(Collected data)
————————
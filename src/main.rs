use std::{fs::File, path::PathBuf};

use anyhow::{Context, Result};
use clap::Parser;
use env_logger::{Env, Target};
use mesi_cache_sim::{
    CacheConfig, TraceFile,
    experiments::{
        ScenarioResult, block_sizes, cache_sizes, run_scenarios, run_trace, set_associative,
    },
};

#[derive(Parser, Debug)]
#[command(name = "mesi-sim", version, about = "Multi-core MESI cache simulator")]
struct Args {
    /// Trace files of `core type address` records.
    #[arg(required = true)]
    traces: Vec<PathBuf>,

    /// Number of cores; defaults to the highest core id in the traces plus one.
    #[arg(short = 'n', long)]
    cores: Option<usize>,

    /// Block size in bytes.
    #[arg(short, long, default_value_t = 16)]
    block_size: usize,

    /// Cache size per core in bytes.
    #[arg(short = 's', long, default_value_t = 8 * 1024)]
    cache_size: usize,

    /// Set associativity.
    #[arg(short, long, default_value_t = 1)]
    assoc: usize,

    /// Log every transition and dump the touched set after each access.
    #[arg(short, long)]
    debug: bool,

    /// Write log output to this file instead of stderr.
    #[arg(long)]
    log_file: Option<PathBuf>,

    /// Run associativity, block size and cache size sweeps around the config.
    #[arg(long)]
    sweep: bool,
}

fn main() -> Result<()> {
    let args = Args::parse();
    init_logging(&args)?;

    let traces = args
        .traces
        .iter()
        .map(TraceFile::load)
        .collect::<Result<Vec<_>>>()?;

    let cores = match args.cores {
        Some(cores) => cores,
        None => traces.iter().map(TraceFile::cores_used).max().unwrap_or(1).max(1),
    };
    let config = CacheConfig {
        cores,
        block_size: args.block_size,
        cache_size: args.cache_size,
        associativity: args.assoc,
        debug: args.debug,
    };
    config.validate().context("Invalid cache configuration")?;
    println!("{config}");

    if args.sweep {
        return run_sweeps(&config, &traces);
    }

    for trace in &traces {
        let report = run_trace(&config, trace)
            .with_context(|| format!("Simulation of {} failed", trace.name))?;
        println!("\n== {} ==", trace.name);
        println!("{report}");
    }
    Ok(())
}

fn run_sweeps(config: &CacheConfig, traces: &[TraceFile]) -> Result<()> {
    let sections = [
        ("Set-Associative Sweep", set_associative(config, &[1, 2, 4, 8])),
        ("Block Size Sweep", block_sizes(config, &[8, 16, 32, 64, 128])),
        (
            "Cache Size Sweep",
            cache_sizes(config, &[4 * 1024, 8 * 1024, 16 * 1024, 32 * 1024]),
        ),
    ];
    for (title, scenarios) in sections {
        let results = run_scenarios(traces, &scenarios)
            .with_context(|| format!("{title} failed"))?;
        print_section(title, &results);
    }
    Ok(())
}

fn print_section(title: &str, results: &[ScenarioResult]) {
    println!("\n== {title} ==");
    for scenario in results {
        print!("{scenario}");
    }
}

fn init_logging(args: &Args) -> Result<()> {
    let default_level = if args.debug { "mesi_cache_sim=trace" } else { "warn" };
    let mut builder =
        env_logger::Builder::from_env(Env::default().default_filter_or(default_level));
    if let Some(path) = &args.log_file {
        let file = File::create(path)
            .with_context(|| format!("Unable to create log file {}", path.display()))?;
        builder.target(Target::Pipe(Box::new(file)));
    }
    builder.init();
    Ok(())
}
————————
WHAT TO PRODUCE: All of the entries above must be output word for word.

ANSWER SECTION:
filename src/main.rs
use std::{fs::File, path::PathBuf};

use anyhow::{Context, Result};
use clap::Parser;
use env_logger::{Env, Target};
use mesi_cache_sim::{
    CacheConfig, TraceFile,
    experiments::{
        ScenarioResult, block_sizes, cache_sizes, run_scenarios, run_trace, set_associative,
    },
};

#[derive(Parser, Debug)]
#[command(name = "mesi-sim", version, about = "Multi-core MESI cache simulator")]
struct Args {
    /// Trace files of `core type address` records.
    #[arg(required = true)]
    traces: Vec<PathBuf>,

    /// Number of cores; defaults to the highest core id in the traces plus one.
    #[arg(short = 'n', long)]
    cores: Option<usize>,

    /// Block size in bytes.
    #[arg(short, long, default_value_t = 16)]
    block_size: usize,

    /// Cache size per core in bytes.
    #[arg(short = 's', long, default_value_t = 8 * 1024)]
    cache_size: usize,

    /// Set associativity.
    #[arg(short, long, default_value_t = 1)]
    assoc: usize,

    /// Log every transition and dump the touched set after each access.
    #[arg(short, long)]
    debug: bool,

    /// Write log output to this file instead of stderr.
    #[arg(long)]
    log_file: Option<PathBuf>,

    /// Run associativity, block size and cache size sweeps around the config.
    #[arg(long)]
    sweep: bool,
}

fn main() -> Result<()> {
    let args = Args::parse();
    init_logging(&args)?;

    let traces = args
        .traces
        .iter()
        .map(TraceFile::load)
        .collect::<Result<Vec<_>>>()?;

    let cores = match args.cores {
        Some(cores) => cores,
        None => traces.iter().map(TraceFile::cores_used).max().unwrap_or(1).max(1),
    };
    let config = CacheConfig {
        cores,
        block_size: args.block_size,
        cache_size: args.cache_size,
        associativity: args.assoc,
        debug: args.debug,
    };
    config.validate().context("Invalid cache configuration")?;
    println!("{config}");

    if args.sweep {
        return run_sweeps(&config, &traces);
    }

    for trace in &traces {
        let report = run_trace(&config, trace)
            .with_context(|| format!("Simulation of {} failed", trace.name))?;
        println!("\n== {} ==", trace.name);
        println!("{report}");
    }
    Ok(())
}

fn run_sweeps(config: &CacheConfig, traces: &[TraceFile]) -> Result<()> {
    let sections = [
        ("Set-Associative Sweep", set_associative(config, &[1, 2, 4, 8])),
        ("Block Size Sweep", block_sizes(config, &[8, 16, 32, 64, 128])),
        (
            "Cache Size Sweep",
            cache_sizes(config, &[4 * 1024, 8 * 1024, 16 * 1024, 32 * 1024]),
        ),
    ];
    for (title, scenarios) in sections {
        let results = run_scenarios(traces, &scenarios)
            .with_context(|| format!("{title} failed"))?;
        print_section(title, &results);
    }
    Ok(())
}

fn print_section(title: &str, results: &[ScenarioResult]) {
    println!("\n== {title} ==");
    for scenario in results {
        print!("{scenario}");
    }
}

fn init_logging(args: &Args) -> Result<()> {
    let default_level = if args.debug { "mesi_cache_sim=trace" } else { "warn" };
    let mut builder =
        env_logger::Builder::from_env(Env::default().default_filter_or(default_level));
    if let Some(path) = &args.log_file {
        let file = File::create(path)
            .with_context(|| format!("Unable to create log file {}", path.display()))?;
        builder.target(Target::Pipe(Box::new(file)));
    }
    builder.init();
    Ok(())
}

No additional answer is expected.